DATA TO USE:
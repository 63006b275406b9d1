//! Integration tests for the public `RbTree` API.

use pretty_assertions::assert_eq;
use proptest::prelude::*;
use scarlet_tree::{RbTree, Statistical};

#[test]
fn unique_mode_refuses_duplicates_without_overwriting() {
    let mut tree: RbTree<u32, &str> = RbTree::unique();
    assert!(tree.insert(7, Some("kept")));
    assert!(!tree.insert(7, Some("dropped")));
    assert_eq!(tree.len(), 1);
    assert_eq!(tree.find(&7), Some("kept"));
}

#[test]
fn multi_mode_keeps_every_instance() {
    let mut tree: RbTree<u32, u32> = RbTree::multi();
    for value in 0..4 {
        assert!(tree.insert(7, Some(value)));
    }
    assert_eq!(tree.len(), 4);
    assert_eq!(tree.count_of(&[7]), 4);
}

#[test]
fn shuffled_insertion_selects_in_sorted_order() {
    let mut tree: RbTree<i32, i32> = RbTree::unique();
    for key in [5, 3, 8, 1, 4] {
        tree.insert(key, None);
    }
    let keys: Vec<i32> = (0..tree.len()).map(|ordinal| tree.select(ordinal).0).collect();
    assert_eq!(keys, [1, 3, 4, 5, 8]);
    assert_eq!(tree.rank_of(&4), Some(2));
    assert_eq!(tree.rank_of(&6), None);
}

#[test]
fn update_value_reaches_every_duplicate() {
    let mut tree: RbTree<u32, &str> = RbTree::multi();
    for _ in 0..3 {
        tree.insert(2, Some("old"));
    }
    tree.insert(1, Some("other"));
    tree.update_value(&2, Some("new"));
    for ordinal in 0..tree.len() {
        let (key, value) = tree.select(ordinal);
        if key == 2 {
            assert_eq!(value, Some("new"));
        } else {
            assert_eq!(value, Some("other"));
        }
    }
}

#[test]
fn remove_all_drains_and_remove_one_takes_single_nodes() {
    let mut tree: RbTree<u32, u32> = RbTree::multi();
    for key in [3, 3, 3, 5, 5, 9] {
        tree.insert(key, None);
    }
    tree.remove_all(&[3]);
    assert_eq!(tree.len(), 3);
    assert_eq!(tree.count_of(&[3]), 0);

    assert!(tree.remove_one(&5).is_none()); // entry had no payload
    assert_eq!(tree.count_of(&[5]), 1);
}

#[test]
fn payloadless_nodes_are_found_but_yield_nothing() {
    let mut tree: RbTree<u32, u32> = RbTree::unique();
    tree.insert(4, None);
    assert_eq!(tree.find(&4), None);
    assert_eq!(tree.rank_of(&4), Some(0));
    assert_eq!(tree.select(0), (4, None));
}

#[test]
#[should_panic(expected = "out of range")]
fn select_past_the_end_panics() {
    let mut tree: RbTree<u32, u32> = RbTree::unique();
    tree.insert(1, None);
    let _ = tree.select(1);
}

#[test]
fn clear_resets_to_empty() {
    let mut tree: RbTree<u32, u32> = RbTree::multi();
    for key in 0..20 {
        tree.insert(key % 5, Some(key));
    }
    tree.clear();
    assert!(tree.is_empty());
    assert!(!tree.is_uniquely_keyed());
    tree.insert(1, None);
    assert_eq!(tree.len(), 1);
}

#[test]
fn probabilities_weigh_multiplicity() {
    let mut tree: RbTree<u32, u32> = RbTree::multi();
    for key in [1, 1, 2, 3, 3, 3] {
        tree.insert(key, None);
    }
    assert_eq!(tree.count_of(&[1, 3]), 5);
    assert!((tree.probability_of(&[3]) - 0.5).abs() < 1e-12);
    assert_eq!(tree.expected_value_of(10, &[3]), 5.0);

    let empty: RbTree<u32, u32> = RbTree::unique();
    assert_eq!(empty.probability_of(&[1]), 0.0);
}

#[test]
fn clones_compare_equal_and_diverge_independently() {
    let mut tree: RbTree<i32, i32> = RbTree::unique();
    for key in [2, 1, 3] {
        tree.insert(key, Some(key * 10));
    }
    let mut copy = tree.clone();
    assert_eq!(tree, copy);

    copy.insert(4, None);
    assert_ne!(tree, copy);
    assert_eq!(tree.len(), 3);
}

proptest! {
    /// Interleaved inserts and removals in unique mode must track a
    /// `BTreeMap` holding the same pairs.
    #[test]
    fn unique_tree_tracks_btreemap(keys in prop::collection::vec(-50i32..50, 0..120)) {
        let mut tree: RbTree<i32, i32> = RbTree::unique();
        let mut model = std::collections::BTreeMap::new();

        for (step, key) in keys.iter().copied().enumerate() {
            if step % 3 == 0 {
                prop_assert_eq!(tree.remove_one(&key), model.remove(&key));
            } else {
                let inserted = tree.insert(key, Some(key));
                let expected = !model.contains_key(&key);
                if expected {
                    model.insert(key, key);
                }
                prop_assert_eq!(inserted, expected);
            }
            prop_assert_eq!(tree.len(), model.len());
        }

        let pairs: Vec<(i32, Option<i32>)> = model.iter().map(|(k, v)| (*k, Some(*v))).collect();
        prop_assert_eq!(tree.to_vec(), pairs);
    }

    /// Multi mode: every ordinal read agrees with the sorted insert history.
    #[test]
    fn multi_tree_selects_the_sorted_history(keys in prop::collection::vec(-20i32..20, 1..80)) {
        let mut tree: RbTree<i32, i32> = RbTree::multi();
        for key in keys.iter().copied() {
            tree.insert(key, None);
        }
        let mut sorted = keys;
        sorted.sort_unstable();
        for (ordinal, key) in sorted.iter().copied().enumerate() {
            prop_assert_eq!(tree.select(ordinal).0, key);
        }
    }
}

TASK BRIEF:
Keep to the lines above, from the first one through the line where "assert_eq!(tree.count_of(&[7]), 4);" appears, and copy them exactly.

REPLY:
repository 63006b275406b9d1
//! Integration tests for the public `RbTree` API.

use pretty_assertions::assert_eq;
use proptest::prelude::*;
use scarlet_tree::{RbTree, Statistical};

#[test]
fn unique_mode_refuses_duplicates_without_overwriting() {
    let mut tree: RbTree<u32, &str> = RbTree::unique();
    assert!(tree.insert(7, Some("kept")));
    assert!(!tree.insert(7, Some("dropped")));
    assert_eq!(tree.len(), 1);
    assert_eq!(tree.find(&7), Some("kept"));
}

#[test]
fn multi_mode_keeps_every_instance() {
    let mut tree: RbTree<u32, u32> = RbTree::multi();
    for value in 0..4 {
        assert!(tree.insert(7, Some(value)));
    }
    assert_eq!(tree.len(), 4);
    assert_eq!(tree.count_of(&[7]), 4);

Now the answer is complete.